(Saved data entries)
----------
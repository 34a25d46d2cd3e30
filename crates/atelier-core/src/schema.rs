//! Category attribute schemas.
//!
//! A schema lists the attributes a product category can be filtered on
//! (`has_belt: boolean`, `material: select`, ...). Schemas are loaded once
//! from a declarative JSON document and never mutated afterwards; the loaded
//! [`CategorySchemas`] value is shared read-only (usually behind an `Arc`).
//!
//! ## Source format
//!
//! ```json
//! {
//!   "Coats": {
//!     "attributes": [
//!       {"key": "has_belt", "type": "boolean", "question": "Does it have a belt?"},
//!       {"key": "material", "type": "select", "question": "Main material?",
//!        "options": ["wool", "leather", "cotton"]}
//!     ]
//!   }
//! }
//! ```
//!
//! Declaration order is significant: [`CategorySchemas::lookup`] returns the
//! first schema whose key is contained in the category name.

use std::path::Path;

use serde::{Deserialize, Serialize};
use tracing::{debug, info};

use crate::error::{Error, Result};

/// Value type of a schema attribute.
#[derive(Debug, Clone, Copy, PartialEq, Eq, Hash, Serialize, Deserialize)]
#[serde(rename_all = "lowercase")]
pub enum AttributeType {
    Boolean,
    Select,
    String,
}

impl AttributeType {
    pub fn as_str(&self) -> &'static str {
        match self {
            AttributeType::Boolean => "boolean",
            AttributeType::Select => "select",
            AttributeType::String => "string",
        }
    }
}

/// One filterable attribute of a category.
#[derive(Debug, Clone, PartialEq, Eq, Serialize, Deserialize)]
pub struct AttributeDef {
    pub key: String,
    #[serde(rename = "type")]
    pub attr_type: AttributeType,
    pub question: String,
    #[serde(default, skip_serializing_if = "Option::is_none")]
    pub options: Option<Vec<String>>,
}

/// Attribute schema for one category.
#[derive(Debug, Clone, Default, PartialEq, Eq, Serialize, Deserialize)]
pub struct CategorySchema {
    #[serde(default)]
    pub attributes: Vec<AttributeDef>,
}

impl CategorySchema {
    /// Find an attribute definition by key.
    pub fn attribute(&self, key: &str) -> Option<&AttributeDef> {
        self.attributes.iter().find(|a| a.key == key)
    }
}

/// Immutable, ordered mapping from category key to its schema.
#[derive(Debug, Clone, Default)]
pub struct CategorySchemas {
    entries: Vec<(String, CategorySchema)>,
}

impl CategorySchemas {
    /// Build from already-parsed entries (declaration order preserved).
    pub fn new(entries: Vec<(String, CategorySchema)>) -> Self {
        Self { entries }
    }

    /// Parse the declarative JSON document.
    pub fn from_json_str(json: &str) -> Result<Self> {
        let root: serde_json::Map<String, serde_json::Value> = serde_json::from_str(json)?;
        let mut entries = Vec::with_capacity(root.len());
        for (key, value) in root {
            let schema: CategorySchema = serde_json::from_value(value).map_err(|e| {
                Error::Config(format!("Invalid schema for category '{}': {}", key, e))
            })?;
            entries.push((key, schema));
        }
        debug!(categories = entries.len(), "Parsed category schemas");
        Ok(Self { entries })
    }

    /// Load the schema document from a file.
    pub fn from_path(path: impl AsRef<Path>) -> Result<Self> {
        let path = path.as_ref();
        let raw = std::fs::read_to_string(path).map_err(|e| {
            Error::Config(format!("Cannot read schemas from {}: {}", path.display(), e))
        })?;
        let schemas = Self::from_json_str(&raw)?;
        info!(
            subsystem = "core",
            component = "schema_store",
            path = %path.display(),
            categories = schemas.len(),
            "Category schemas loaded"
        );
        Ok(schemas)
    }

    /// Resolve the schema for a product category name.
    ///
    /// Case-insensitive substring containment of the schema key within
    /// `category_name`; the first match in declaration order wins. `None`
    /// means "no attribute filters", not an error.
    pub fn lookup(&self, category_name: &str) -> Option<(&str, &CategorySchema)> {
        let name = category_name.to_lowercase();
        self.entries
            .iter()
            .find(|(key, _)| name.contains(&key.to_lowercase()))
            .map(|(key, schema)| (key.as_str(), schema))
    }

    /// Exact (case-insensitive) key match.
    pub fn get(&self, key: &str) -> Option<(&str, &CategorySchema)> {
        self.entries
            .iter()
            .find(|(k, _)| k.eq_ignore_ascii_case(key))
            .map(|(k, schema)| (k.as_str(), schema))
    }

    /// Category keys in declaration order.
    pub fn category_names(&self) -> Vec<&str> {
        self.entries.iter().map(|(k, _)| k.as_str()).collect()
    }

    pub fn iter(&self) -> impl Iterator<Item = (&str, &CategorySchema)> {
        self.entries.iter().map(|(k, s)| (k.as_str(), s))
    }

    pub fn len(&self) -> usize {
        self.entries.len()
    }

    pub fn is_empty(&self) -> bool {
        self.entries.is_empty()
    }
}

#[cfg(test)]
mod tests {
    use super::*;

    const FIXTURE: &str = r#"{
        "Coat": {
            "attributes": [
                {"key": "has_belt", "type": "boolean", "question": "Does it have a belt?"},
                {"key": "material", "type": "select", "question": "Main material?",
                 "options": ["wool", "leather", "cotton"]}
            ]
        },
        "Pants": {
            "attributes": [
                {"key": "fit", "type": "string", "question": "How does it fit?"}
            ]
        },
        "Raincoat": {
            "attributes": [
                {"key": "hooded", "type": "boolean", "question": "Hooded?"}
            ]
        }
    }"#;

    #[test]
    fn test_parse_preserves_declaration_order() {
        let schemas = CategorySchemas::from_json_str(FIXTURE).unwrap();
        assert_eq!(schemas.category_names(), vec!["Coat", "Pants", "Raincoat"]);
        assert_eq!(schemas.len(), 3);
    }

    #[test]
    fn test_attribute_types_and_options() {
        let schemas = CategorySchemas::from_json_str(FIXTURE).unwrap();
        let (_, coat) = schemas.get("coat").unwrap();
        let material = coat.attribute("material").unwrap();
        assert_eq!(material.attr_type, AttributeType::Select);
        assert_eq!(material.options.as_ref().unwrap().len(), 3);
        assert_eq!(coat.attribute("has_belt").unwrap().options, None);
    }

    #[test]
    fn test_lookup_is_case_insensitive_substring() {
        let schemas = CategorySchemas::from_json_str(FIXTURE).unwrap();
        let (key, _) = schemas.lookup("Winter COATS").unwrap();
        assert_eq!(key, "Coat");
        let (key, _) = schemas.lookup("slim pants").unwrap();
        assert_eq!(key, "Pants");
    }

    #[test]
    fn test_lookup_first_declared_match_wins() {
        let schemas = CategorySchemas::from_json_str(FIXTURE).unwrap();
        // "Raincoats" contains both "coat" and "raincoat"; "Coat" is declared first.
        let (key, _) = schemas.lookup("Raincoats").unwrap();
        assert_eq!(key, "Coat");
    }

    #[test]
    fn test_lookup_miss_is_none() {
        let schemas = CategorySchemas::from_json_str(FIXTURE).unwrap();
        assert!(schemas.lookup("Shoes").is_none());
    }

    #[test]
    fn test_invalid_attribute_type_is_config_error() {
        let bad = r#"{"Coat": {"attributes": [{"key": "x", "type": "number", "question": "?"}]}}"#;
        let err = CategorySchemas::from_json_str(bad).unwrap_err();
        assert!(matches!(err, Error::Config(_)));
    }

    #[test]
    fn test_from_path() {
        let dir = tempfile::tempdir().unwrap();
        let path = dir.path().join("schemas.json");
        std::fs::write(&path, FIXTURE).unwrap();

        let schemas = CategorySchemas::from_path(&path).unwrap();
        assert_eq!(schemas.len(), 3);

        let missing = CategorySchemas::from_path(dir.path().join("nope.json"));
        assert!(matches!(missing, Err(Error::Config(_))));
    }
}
----------
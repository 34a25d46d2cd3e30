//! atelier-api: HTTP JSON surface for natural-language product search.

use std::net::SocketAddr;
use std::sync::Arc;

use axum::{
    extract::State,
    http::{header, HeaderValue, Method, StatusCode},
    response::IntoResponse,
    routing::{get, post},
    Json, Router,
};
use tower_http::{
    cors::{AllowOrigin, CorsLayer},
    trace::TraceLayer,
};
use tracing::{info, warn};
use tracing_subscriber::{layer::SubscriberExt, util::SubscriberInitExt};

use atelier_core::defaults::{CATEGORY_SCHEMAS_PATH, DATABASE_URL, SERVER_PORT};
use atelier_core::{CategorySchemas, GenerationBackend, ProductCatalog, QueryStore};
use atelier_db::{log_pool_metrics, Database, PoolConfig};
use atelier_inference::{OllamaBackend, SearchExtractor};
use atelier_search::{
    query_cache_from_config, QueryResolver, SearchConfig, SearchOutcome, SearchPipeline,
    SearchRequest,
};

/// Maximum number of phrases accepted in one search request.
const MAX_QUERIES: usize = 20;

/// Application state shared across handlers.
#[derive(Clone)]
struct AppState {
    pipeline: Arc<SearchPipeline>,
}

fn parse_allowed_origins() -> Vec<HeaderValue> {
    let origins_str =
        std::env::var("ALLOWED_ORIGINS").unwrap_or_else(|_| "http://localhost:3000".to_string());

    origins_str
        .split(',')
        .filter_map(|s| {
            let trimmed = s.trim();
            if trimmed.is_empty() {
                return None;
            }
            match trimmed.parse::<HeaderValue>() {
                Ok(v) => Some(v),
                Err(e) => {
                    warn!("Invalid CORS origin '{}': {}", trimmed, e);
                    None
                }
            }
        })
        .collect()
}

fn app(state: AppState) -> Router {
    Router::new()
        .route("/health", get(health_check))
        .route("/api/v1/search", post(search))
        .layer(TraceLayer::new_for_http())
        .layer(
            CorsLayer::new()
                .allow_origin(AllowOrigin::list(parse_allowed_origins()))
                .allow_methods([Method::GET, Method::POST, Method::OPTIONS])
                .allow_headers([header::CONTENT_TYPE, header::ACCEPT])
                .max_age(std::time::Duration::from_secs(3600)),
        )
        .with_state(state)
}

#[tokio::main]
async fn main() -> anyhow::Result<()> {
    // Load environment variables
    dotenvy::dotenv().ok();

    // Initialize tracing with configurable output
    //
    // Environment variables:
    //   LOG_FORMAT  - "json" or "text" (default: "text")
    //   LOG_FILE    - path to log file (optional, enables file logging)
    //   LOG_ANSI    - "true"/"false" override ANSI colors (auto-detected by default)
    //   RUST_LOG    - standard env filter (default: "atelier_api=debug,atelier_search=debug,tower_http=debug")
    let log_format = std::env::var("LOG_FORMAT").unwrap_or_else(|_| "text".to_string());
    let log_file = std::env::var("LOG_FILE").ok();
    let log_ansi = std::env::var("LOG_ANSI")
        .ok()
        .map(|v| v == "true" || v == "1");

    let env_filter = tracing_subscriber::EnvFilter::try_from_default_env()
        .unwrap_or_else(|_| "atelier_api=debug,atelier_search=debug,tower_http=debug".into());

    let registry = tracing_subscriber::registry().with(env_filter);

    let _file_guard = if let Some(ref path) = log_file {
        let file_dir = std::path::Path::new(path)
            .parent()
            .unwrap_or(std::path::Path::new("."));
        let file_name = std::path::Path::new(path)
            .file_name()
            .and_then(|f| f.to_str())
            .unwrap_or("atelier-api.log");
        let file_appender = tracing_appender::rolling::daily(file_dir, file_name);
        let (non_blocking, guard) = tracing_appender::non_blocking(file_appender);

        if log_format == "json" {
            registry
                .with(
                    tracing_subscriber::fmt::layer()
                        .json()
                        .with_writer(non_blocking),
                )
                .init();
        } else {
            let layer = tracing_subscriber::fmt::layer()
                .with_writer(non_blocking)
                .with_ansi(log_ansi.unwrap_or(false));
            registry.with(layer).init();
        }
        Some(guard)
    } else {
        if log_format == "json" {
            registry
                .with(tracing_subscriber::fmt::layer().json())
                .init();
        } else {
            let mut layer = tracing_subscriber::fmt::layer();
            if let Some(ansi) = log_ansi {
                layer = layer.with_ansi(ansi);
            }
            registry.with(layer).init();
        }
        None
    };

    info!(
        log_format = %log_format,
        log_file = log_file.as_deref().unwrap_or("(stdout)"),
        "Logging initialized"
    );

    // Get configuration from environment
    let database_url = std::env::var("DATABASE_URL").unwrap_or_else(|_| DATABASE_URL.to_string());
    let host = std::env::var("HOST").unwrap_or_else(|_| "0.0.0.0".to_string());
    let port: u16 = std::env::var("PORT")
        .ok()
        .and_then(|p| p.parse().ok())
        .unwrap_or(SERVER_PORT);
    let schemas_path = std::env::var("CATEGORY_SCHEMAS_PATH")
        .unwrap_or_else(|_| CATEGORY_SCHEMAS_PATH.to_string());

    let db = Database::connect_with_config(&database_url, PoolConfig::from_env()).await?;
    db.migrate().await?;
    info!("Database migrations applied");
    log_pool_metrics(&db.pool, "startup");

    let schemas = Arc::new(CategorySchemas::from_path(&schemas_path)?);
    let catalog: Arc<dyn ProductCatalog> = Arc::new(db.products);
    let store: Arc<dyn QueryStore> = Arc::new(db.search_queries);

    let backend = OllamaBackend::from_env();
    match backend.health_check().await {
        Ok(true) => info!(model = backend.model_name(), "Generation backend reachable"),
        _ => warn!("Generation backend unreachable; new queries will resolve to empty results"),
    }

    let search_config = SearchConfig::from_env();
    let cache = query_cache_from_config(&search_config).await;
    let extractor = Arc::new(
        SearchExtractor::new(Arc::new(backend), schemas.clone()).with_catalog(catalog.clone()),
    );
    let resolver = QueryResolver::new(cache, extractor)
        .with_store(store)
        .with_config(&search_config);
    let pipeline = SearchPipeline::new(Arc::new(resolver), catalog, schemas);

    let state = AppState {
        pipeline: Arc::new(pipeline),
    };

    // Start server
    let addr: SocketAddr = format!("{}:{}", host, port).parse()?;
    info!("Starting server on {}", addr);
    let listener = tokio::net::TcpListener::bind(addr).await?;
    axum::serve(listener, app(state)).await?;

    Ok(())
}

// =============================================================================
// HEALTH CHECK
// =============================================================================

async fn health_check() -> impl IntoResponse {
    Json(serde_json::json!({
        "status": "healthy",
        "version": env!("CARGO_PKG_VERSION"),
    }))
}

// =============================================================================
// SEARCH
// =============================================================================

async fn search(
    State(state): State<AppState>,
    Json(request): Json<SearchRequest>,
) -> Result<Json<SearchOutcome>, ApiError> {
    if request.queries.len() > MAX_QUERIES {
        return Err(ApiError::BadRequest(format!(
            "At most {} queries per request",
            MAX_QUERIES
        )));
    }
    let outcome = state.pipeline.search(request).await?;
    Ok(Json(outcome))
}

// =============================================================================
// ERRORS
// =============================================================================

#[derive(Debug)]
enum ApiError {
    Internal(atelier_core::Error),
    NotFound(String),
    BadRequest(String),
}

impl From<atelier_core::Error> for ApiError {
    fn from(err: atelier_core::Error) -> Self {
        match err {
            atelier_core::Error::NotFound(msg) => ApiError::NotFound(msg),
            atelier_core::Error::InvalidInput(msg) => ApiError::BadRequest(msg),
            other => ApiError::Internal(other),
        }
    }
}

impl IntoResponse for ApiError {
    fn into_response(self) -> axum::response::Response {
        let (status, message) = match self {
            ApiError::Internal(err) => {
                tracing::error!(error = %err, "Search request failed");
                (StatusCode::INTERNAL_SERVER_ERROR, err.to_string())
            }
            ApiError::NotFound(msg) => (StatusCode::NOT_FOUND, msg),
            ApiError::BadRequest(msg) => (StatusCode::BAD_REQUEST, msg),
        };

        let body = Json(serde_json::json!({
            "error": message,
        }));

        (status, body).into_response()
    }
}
----------
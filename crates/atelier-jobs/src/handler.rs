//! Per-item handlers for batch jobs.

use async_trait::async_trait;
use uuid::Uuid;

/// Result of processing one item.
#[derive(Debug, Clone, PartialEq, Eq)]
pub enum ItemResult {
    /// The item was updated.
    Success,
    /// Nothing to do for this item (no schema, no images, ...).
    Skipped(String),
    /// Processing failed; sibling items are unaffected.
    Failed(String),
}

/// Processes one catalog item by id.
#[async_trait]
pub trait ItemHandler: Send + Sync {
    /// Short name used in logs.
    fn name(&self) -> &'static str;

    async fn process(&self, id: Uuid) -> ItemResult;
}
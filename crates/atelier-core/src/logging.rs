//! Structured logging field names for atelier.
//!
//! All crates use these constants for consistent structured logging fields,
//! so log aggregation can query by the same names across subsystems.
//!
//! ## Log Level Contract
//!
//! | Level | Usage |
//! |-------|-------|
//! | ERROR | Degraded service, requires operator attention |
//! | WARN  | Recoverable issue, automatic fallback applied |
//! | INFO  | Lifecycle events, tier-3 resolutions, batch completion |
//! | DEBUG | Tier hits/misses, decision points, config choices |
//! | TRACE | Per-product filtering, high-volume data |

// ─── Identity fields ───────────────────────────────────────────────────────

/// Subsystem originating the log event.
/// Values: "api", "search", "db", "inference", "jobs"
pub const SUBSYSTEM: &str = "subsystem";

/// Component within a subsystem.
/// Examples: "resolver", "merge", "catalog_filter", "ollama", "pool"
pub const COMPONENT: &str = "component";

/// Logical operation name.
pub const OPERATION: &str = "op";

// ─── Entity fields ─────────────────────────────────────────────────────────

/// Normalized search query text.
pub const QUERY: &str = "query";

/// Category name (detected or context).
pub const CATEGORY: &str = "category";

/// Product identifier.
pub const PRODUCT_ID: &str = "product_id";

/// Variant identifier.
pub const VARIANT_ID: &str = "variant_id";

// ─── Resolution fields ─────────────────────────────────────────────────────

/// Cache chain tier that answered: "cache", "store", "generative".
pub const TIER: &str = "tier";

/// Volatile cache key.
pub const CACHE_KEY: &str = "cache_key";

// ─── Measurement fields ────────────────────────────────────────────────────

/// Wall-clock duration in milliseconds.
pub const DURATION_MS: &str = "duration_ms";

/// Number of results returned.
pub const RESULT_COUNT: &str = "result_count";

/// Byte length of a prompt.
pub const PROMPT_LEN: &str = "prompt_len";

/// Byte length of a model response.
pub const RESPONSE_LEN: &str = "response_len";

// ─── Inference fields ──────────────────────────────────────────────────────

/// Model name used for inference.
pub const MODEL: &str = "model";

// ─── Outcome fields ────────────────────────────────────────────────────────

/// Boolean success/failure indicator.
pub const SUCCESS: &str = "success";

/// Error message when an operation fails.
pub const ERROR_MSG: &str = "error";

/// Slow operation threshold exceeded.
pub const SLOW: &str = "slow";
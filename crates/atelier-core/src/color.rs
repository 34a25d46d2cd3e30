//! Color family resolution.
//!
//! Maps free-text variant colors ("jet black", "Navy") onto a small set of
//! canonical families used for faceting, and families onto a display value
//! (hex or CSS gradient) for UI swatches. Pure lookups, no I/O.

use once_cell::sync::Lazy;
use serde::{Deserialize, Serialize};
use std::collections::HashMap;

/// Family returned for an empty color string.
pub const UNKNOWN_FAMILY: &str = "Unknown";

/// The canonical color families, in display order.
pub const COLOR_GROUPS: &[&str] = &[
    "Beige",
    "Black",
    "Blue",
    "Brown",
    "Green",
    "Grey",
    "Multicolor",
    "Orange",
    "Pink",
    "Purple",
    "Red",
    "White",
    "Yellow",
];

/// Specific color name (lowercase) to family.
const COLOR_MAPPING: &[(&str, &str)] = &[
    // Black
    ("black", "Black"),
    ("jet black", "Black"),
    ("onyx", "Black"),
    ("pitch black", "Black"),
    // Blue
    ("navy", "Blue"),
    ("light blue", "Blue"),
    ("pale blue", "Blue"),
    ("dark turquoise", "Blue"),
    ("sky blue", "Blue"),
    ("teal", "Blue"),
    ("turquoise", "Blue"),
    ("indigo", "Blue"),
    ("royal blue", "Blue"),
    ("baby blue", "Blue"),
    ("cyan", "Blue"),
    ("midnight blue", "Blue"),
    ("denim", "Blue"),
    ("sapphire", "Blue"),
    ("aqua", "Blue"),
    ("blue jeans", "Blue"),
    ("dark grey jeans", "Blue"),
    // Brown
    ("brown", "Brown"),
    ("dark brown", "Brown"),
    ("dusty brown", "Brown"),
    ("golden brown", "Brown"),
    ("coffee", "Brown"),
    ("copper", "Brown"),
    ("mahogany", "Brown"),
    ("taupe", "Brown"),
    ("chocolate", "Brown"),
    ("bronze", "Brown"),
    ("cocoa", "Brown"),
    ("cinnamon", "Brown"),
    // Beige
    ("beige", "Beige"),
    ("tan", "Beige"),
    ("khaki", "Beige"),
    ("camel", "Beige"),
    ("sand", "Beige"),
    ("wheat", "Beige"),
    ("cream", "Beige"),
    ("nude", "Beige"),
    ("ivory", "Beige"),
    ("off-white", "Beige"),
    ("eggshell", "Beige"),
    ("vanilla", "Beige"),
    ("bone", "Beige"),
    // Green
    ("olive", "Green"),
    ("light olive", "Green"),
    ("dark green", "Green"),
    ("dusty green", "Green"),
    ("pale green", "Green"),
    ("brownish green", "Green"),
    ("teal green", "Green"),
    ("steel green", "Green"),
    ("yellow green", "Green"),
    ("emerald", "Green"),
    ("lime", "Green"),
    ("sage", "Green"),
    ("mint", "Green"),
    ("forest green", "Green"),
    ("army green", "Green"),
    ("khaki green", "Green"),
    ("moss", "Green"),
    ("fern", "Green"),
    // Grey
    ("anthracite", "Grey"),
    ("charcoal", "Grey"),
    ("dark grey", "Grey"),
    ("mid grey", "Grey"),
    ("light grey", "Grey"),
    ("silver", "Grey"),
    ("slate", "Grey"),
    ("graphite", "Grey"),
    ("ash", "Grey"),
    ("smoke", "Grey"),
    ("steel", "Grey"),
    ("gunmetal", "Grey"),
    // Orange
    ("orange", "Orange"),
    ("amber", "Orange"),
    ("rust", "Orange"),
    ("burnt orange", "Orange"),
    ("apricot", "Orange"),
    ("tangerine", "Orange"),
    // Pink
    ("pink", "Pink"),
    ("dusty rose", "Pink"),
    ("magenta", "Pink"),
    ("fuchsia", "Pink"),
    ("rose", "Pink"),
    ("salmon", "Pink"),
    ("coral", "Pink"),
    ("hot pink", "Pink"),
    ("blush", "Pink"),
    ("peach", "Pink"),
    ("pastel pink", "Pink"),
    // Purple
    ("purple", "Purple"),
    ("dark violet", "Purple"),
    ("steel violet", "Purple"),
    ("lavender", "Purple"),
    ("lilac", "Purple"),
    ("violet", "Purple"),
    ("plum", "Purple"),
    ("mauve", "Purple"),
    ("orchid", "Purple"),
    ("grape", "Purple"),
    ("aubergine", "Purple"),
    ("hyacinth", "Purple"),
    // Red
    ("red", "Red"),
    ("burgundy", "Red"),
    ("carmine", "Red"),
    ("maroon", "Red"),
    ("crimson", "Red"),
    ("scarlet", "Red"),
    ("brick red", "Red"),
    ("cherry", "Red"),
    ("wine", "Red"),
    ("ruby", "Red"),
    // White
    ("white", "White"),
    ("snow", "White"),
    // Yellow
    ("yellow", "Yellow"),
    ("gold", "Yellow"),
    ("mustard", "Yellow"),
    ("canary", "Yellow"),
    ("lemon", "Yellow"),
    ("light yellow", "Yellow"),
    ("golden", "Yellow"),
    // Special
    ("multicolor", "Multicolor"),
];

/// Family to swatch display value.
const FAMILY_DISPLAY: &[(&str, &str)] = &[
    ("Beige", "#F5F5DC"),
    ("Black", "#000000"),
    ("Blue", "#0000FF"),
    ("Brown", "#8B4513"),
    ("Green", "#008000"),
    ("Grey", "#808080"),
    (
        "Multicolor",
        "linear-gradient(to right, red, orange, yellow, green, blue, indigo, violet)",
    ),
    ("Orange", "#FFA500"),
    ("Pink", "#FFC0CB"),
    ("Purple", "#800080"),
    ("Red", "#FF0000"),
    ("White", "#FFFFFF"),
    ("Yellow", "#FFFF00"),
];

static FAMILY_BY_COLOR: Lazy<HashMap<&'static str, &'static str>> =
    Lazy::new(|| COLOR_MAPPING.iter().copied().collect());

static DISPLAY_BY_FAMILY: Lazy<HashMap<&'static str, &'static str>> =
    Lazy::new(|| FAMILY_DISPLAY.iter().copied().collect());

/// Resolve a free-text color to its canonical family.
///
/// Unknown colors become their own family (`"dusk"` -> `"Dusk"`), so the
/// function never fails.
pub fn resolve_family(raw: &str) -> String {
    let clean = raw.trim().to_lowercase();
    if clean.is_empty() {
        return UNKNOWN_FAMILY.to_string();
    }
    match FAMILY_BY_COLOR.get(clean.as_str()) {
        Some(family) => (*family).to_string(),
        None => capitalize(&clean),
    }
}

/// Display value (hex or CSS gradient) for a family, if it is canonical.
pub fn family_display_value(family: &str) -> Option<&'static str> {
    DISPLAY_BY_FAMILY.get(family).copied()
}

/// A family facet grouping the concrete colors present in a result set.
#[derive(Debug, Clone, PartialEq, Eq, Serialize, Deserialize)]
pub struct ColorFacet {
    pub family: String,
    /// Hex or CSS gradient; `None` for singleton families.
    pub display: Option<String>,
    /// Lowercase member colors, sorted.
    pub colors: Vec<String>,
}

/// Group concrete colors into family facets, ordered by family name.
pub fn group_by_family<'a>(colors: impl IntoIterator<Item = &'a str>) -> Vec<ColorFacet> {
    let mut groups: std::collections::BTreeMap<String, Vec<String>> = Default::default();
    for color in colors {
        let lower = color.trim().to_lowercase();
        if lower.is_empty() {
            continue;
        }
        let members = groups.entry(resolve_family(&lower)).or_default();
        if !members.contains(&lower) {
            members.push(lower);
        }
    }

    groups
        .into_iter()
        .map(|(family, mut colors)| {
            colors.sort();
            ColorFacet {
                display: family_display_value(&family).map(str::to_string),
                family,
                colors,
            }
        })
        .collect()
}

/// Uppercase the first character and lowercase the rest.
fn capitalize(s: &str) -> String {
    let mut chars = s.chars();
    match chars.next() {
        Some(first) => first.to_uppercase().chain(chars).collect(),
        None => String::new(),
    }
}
----------
_Activity_. Your answer must be the count of lines in the data that contain "SearchConfig", with no added words.

_Expected answer_. 2